Strauss argues that, as difficult as it sounds, we must divorce ourselves from the objective scientific tradition that we value so highly, and employ different approaches to understand and experience the subjective phenomena that our patients encounter—essentially to develop a “second kind of knowledge” (the first being the textbook knowledge that all doctors obtain through their training) that is immensely valuable in understanding a patient’s suffering.  He encourages role-playing, journaling, and other experiential tools to help physicians relate to the qualia of a patient’s suffering.

It’s hard to quantify subjective experiences for purposes of insurance billing, or for standardized outcomes measurements like surveys or questionnaires, or for large clinical trials of new pharmaceutical agents.  And because these constitute the reality of today’s medical practice, it is hard for physicians to draw their attention to the subjective experience of patients.  Nevertheless, physicians—and particularly psychiatrists—should remind themselves every so often that they’re dealing with people, not diseases or symptoms, and to challenge themselves to know what that actually means.

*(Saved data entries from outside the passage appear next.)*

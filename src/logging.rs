use chrono::Local;
use log::LevelFilter;
use std::path::{Path, PathBuf};
use std::sync::Once;

const LEVEL_VAR: &str = "FINIDENT_LOG_LEVEL";
const DIR_VAR: &str = "FINIDENT_LOG_DIR";
const DEFAULT_LOG_DIR: &str = "logs";

static INIT: Once = Once::new();

/// Where and how loudly `finident` logs.
#[derive(Debug, Clone, PartialEq, Eq)]
struct LogSettings {
    level: LevelFilter,
    dir: Option<PathBuf>,
}

impl LogSettings {
    fn from_env() -> Self {
        let level_var = std::env::var(LEVEL_VAR).ok();
        let rust_log = std::env::var("RUST_LOG").ok();
        let dir_var = std::env::var(DIR_VAR).ok();
        LogSettings {
            level: resolve_level(level_var.as_deref(), rust_log.as_deref()),
            dir: resolve_log_dir(dir_var.as_deref()),
        }
    }
}

/// Installs the process-wide `fern` logger once; later calls are no-ops.
///
/// `FINIDENT_LOG_LEVEL` (or `RUST_LOG`) picks the level, `FINIDENT_LOG_DIR`
/// the directory for a dated log file (`off` disables it).
pub fn init_logging(app_name: &str) -> Result<(), String> {
    let mut outcome = Ok(());
    INIT.call_once(|| outcome = install(app_name, &LogSettings::from_env()));
    outcome
}

fn install(app_name: &str, settings: &LogSettings) -> Result<(), String> {
    let mut dispatch = fern::Dispatch::new()
        .level(settings.level)
        .format(|out, message, record| {
            out.finish(format_args!(
                "{} | {:<5} | {} | {}",
                Local::now().format("%Y-%m-%d %H:%M:%S"),
                record.level(),
                record.target(),
                message
            ))
        })
        .chain(std::io::stdout());

    if let Some(dir) = &settings.dir {
        std::fs::create_dir_all(dir).map_err(|err| err.to_string())?;
        let date = Local::now().format("%Y_%m_%d").to_string();
        let file = fern::log_file(log_file_path(dir, app_name, &date))
            .map_err(|err| err.to_string())?;
        dispatch = dispatch.chain(file);
    }

    dispatch.apply().map_err(|err| err.to_string())
}

/// `FINIDENT_LOG_LEVEL` wins over `RUST_LOG`; unset or unparsable means info.
fn resolve_level(own: Option<&str>, rust_log: Option<&str>) -> LevelFilter {
    own.or(rust_log).map_or(LevelFilter::Info, parse_level)
}

fn parse_level(value: &str) -> LevelFilter {
    value.trim().parse().unwrap_or(LevelFilter::Info)
}

fn resolve_log_dir(value: Option<&str>) -> Option<PathBuf> {
    match value.map(str::trim) {
        Some("off") | Some("none") | Some("") => None,
        Some(path) => Some(PathBuf::from(path)),
        None => Some(PathBuf::from(DEFAULT_LOG_DIR)),
    }
}

fn log_file_path(dir: &Path, app_name: &str, date: &str) -> PathBuf {
    dir.join(format!("{app_name}-{date}.log"))
}
use clap::{Parser, Subcommand, ValueEnum};
use finident::batch::{validate_csv, BatchSummary};
use finident::country::COUNTRY_FORMATS;
use finident::generator::{generate_identifiers, GeneratorConfig};
use finident::issuer::ordered_ranges;
use finident::logging;
use finident::models::IdentifierRow;
use finident::{
    guess_iban_country, validate_bban, validate_iban_with, validate_pan, LengthPolicy,
};
use rand::Rng;
use std::fs::create_dir_all;
use std::path::{Path, PathBuf};
use std::time::Instant;

#[derive(Parser)]
#[command(name = "finident")]
#[command(about = "IBAN, BBAN and payment card number validator", long_about = None)]
struct Cli {
    #[command(subcommand)]
    command: Command,
}

#[derive(Subcommand)]
enum Command {
    Iban(IbanArgs),
    Bban(BbanArgs),
    Guess(GuessArgs),
    Pan(PanArgs),
    Batch(BatchArgs),
    Generate(GenerateArgs),
    Formats,
}

#[derive(Clone, Copy, ValueEnum)]
enum PolicyArg {
    Minimum,
    Exact,
    Structural,
}

impl From<PolicyArg> for LengthPolicy {
    fn from(value: PolicyArg) -> Self {
        match value {
            PolicyArg::Minimum => LengthPolicy::Minimum,
            PolicyArg::Exact => LengthPolicy::Exact,
            PolicyArg::Structural => LengthPolicy::Structural,
        }
    }
}

#[derive(Parser)]
struct IbanArgs {
    value: String,
    #[arg(long, default_value_t = false)]
    no_cleanup: bool,
    #[arg(long, value_enum, default_value_t = PolicyArg::Exact)]
    length_policy: PolicyArg,
}

#[derive(Parser)]
struct BbanArgs {
    value: String,
    #[arg(long)]
    country: String,
    #[arg(long, default_value_t = false)]
    no_cleanup: bool,
}

#[derive(Parser)]
struct GuessArgs {
    value: String,
    #[arg(long, default_value_t = false)]
    no_cleanup: bool,
}

#[derive(Parser)]
struct PanArgs {
    value: String,
}

#[derive(Parser)]
struct BatchArgs {
    #[arg(long, default_value = "data/identifiers.csv")]
    input: PathBuf,
    #[arg(long, default_value = "data/identifiers_validated.csv")]
    output: PathBuf,
    #[arg(long, value_enum, default_value_t = PolicyArg::Exact)]
    length_policy: PolicyArg,
}

#[derive(Parser)]
struct GenerateArgs {
    #[arg(long, default_value_t = 100)]
    count: usize,
    #[arg(long)]
    seed: Option<u64>,
    #[arg(long, default_value_t = 0.5)]
    iban_ratio: f64,
    #[arg(long, default_value_t = 0.0)]
    invalid_ratio: f64,
    #[arg(long)]
    countries: Option<String>,
    #[arg(long, default_value = "data/identifiers.csv")]
    output: PathBuf,
}

fn main() {
    if let Err(err) = run() {
        eprintln!("error: {err}");
        std::process::exit(1);
    }
}

fn run() -> Result<(), String> {
    logging::init_logging("finident")?;
    let cli = Cli::parse();
    match cli.command {
        Command::Iban(args) => run_iban(args),
        Command::Bban(args) => run_bban(args),
        Command::Guess(args) => run_guess(args),
        Command::Pan(args) => run_pan(args),
        Command::Batch(args) => run_batch(args),
        Command::Generate(args) => run_generate(args),
        Command::Formats => run_formats(),
    }
}

fn run_iban(args: IbanArgs) -> Result<(), String> {
    let record = validate_iban_with(&args.value, !args.no_cleanup, args.length_policy.into());
    match (&record.parts, &record.error) {
        (Some(parts), None) => {
            emit_info_line(&format!("{} is a valid IBAN", record.normalized));
            emit_info_line(&format!(
                "Country code: {}, check digits: {}, BBAN: {}",
                parts.country_code, parts.check_digits, parts.bban
            ));
            Ok(())
        }
        (_, Some(err)) => Err(format!("{}: {}", record.normalized, err)),
        (None, None) => Err(format!("{}: no decomposition", record.normalized)),
    }
}

fn run_bban(args: BbanArgs) -> Result<(), String> {
    let country = args.country.trim().to_uppercase();
    let record = validate_bban(&args.value, &country, !args.no_cleanup);
    if let Some(err) = &record.error {
        return Err(format!("{}: {}", record.normalized, err));
    }
    emit_info_line(&format!(
        "{} is a valid BBAN for {}",
        record.normalized, record.country_code
    ));
    Ok(())
}

fn run_guess(args: GuessArgs) -> Result<(), String> {
    let candidates = guess_iban_country(&args.value, !args.no_cleanup);
    if candidates.is_empty() {
        return Err(format!("no country matches {}", args.value.trim()));
    }
    emit_info_line(&format!("{} candidate country(ies)", candidates.len()));
    for (country, candidate) in &candidates {
        emit_info_line(&format!("{}: {}", country, candidate));
    }
    Ok(())
}

fn run_pan(args: PanArgs) -> Result<(), String> {
    let record = validate_pan(&args.value);
    if let Some(err) = &record.error {
        let issuer = record
            .issuer
            .as_ref()
            .map(|issuer| format!(" (issuer {})", issuer.issuer_name))
            .unwrap_or_default();
        return Err(format!("{}: {}{}", record.normalized, err, issuer));
    }
    emit_info_line(&format!("{} is a valid PAN", record.normalized));
    if let Some(issuer) = &record.issuer {
        emit_info_line(&format!(
            "Issuer: {}, IIN: {}, algorithm: {}",
            issuer.issuer_name, issuer.iin, issuer.algorithm
        ));
    }
    Ok(())
}

fn run_batch(args: BatchArgs) -> Result<(), String> {
    ensure_parent(&args.output)?;
    let start = Instant::now();
    let summary = validate_csv(&args.input, &args.output, args.length_policy.into())?;
    let elapsed = start.elapsed();

    emit_info_line(&format!(
        "Batch: input={} output={}",
        args.input.display(),
        args.output.display()
    ));
    log_batch_summary(&summary);
    emit_info_line(&format!("Validation time: {} ms", elapsed.as_millis()));
    Ok(())
}

fn run_generate(args: GenerateArgs) -> Result<(), String> {
    let seed = args.seed.unwrap_or_else(random_seed);
    let countries = match args.countries {
        Some(value) => {
            let parsed = parse_country_list(&value)?;
            if parsed.is_empty() {
                None
            } else {
                Some(parsed)
            }
        }
        None => None,
    };
    let config = GeneratorConfig {
        count: args.count,
        iban_ratio: args.iban_ratio,
        invalid_ratio: args.invalid_ratio,
        countries,
    };

    log::info!(
        "Generating {} identifiers (iban_ratio={}, invalid_ratio={}, seed {})",
        config.count,
        config.iban_ratio,
        config.invalid_ratio,
        seed
    );
    let start = Instant::now();
    let rows = generate_identifiers(&config, seed)?;
    let elapsed = start.elapsed();

    ensure_parent(&args.output)?;
    write_csv(&args.output, &rows)?;
    emit_info_line(&format!(
        "Generated {} identifiers to {} (seed {})",
        rows.len(),
        args.output.display(),
        seed
    ));
    emit_info_line(&format!("Generation time: {} ms", elapsed.as_millis()));
    Ok(())
}

fn run_formats() -> Result<(), String> {
    for format in COUNTRY_FORMATS {
        println!(
            "{}  length {:>2}  bban {}",
            format.country_code, format.total_length, format.bban
        );
    }
    println!();
    for range in ordered_ranges() {
        println!(
            "{}-{}  {} [{}-{}] {}",
            range.prefix_low,
            range.prefix_high,
            range.issuer_name,
            range.min_length,
            range.max_length,
            range.algorithm
        );
    }
    Ok(())
}

fn parse_country_list(input: &str) -> Result<Vec<String>, String> {
    let mut countries: Vec<String> = Vec::new();
    for raw in input.split(',') {
        let trimmed = raw.trim();
        if trimmed.is_empty() {
            continue;
        }
        let code = trimmed.to_uppercase();
        if code.len() != 2 || !code.chars().all(|ch| ch.is_ascii_alphabetic()) {
            return Err(format!("invalid country code in --countries: {}", trimmed));
        }
        if !countries.contains(&code) {
            countries.push(code);
        }
    }
    Ok(countries)
}

fn random_seed() -> u64 {
    let mut rng = rand::rngs::OsRng;
    rng.gen()
}

fn ensure_parent(path: &Path) -> Result<(), String> {
    match path.parent() {
        Some(parent) if !parent.as_os_str().is_empty() => {
            create_dir_all(parent).map_err(|err| err.to_string())
        }
        _ => Ok(()),
    }
}

fn write_csv(output: &Path, rows: &[IdentifierRow]) -> Result<(), String> {
    let mut writer = csv::Writer::from_path(output).map_err(|err| err.to_string())?;
    for row in rows {
        writer.serialize(row).map_err(|err| err.to_string())?;
    }
    writer.flush().map_err(|err| err.to_string())
}

fn log_batch_summary(summary: &BatchSummary) {
    emit_info_line(&format!(
        "Identifiers: total={} valid={} invalid={}",
        summary.total_records, summary.valid_records, summary.invalid_records
    ));

    let mut items: Vec<(&String, &usize)> = summary.failures.iter().collect();
    items.sort_by(|a, b| b.1.cmp(a.1).then_with(|| a.0.cmp(b.0)));
    for (kind, count) in items {
        emit_info_line(&format!("Failures: {} = {}", kind, count));
    }
}

fn emit_info_line(message: &str) {
    if log::log_enabled!(log::Level::Info) {
        log::info!("{}", message);
    } else {
        println!("{message}");
    }
}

By the same token, patients have a right to know that their thoughts and feelings are not just heard, but understood, by their providers.  While the degree of understanding will (obviously) not be precise, patients may truly benefit from a clinician who “knows” more than meets the eye.

3 Responses to Getting Inside The Patient’s Mind

  1. else says:

    I’m not a psychiatrist but I’m very much enjoying reading your blog.

    After viewing the video, I tried to imagine if I was the patient, how would I explain to a doctor/psychiatrist what had happened? It was tremendously difficult and that’s with otherwise fine cognition… It strikes me as particularly hard to put it into a narrative where you retain some sense of self. Part of the function of therapist might be to assist in putting words to the experiences? and to validate the subject, the self that is trying to cope in amongst all the clamour?

    Ta for the link to the psychiatric news article. As a teacher I am always trying to find ways of understanding the experiences of my students – I learned to write with my non-dominant hand and learned sign language in an attempt to try and understand junior literacy challenges, for eg. I think these are worthy pursuits. We can’t ever fully inhabit the experiences of the Other, but there is lots to learn along the way.

    Thank you for a thoughtful post. I will be reading more. 🙂

  2. mainlyblue says:

    Having worked with the psychiatric population for the last decade, I applaud your recognition of the person inside the disease. My blog directly addresses this issue along with the stigma mental illness presents. You may be interested in a documentary called”Searching for Sanity”in a nutshell 3 esteemed psychiatrists with nearly a century of experience follow a group of 10 participants through everyday social events, work experience, and other group projects, they have to identify the 5 of 10 participants with a psychiatric diagnosis, the results were astounding to both the psychiatrists and at least this viewer. check for more info. Nice to hear that a psychiatrist and a recreation director are on the same page!

  3. Bec says:

    This was a revelation! Its great to hear that some doctors are attempting to understand what their patients go through.
    The movie definitely displayed some of what I have experienced. I wish I could convey the fear and adrenaline rush that occurs with this. The opening of the door. The phone call.
    Imagine that same anxiety and intense rush that would occur when you walk down a dark street at night and suddenly someone passes you, or you think you may be being followed.
    Or imagine the annoyance and frustration of people who are more aware of the voices and just want some peace and quiet to read the paper and do a crossword.

    And finally imagine this every day.

    Every Day.

    Some one who previously had dreams of studying, travelling overseas, learning to drive, now struggling to get through every day life.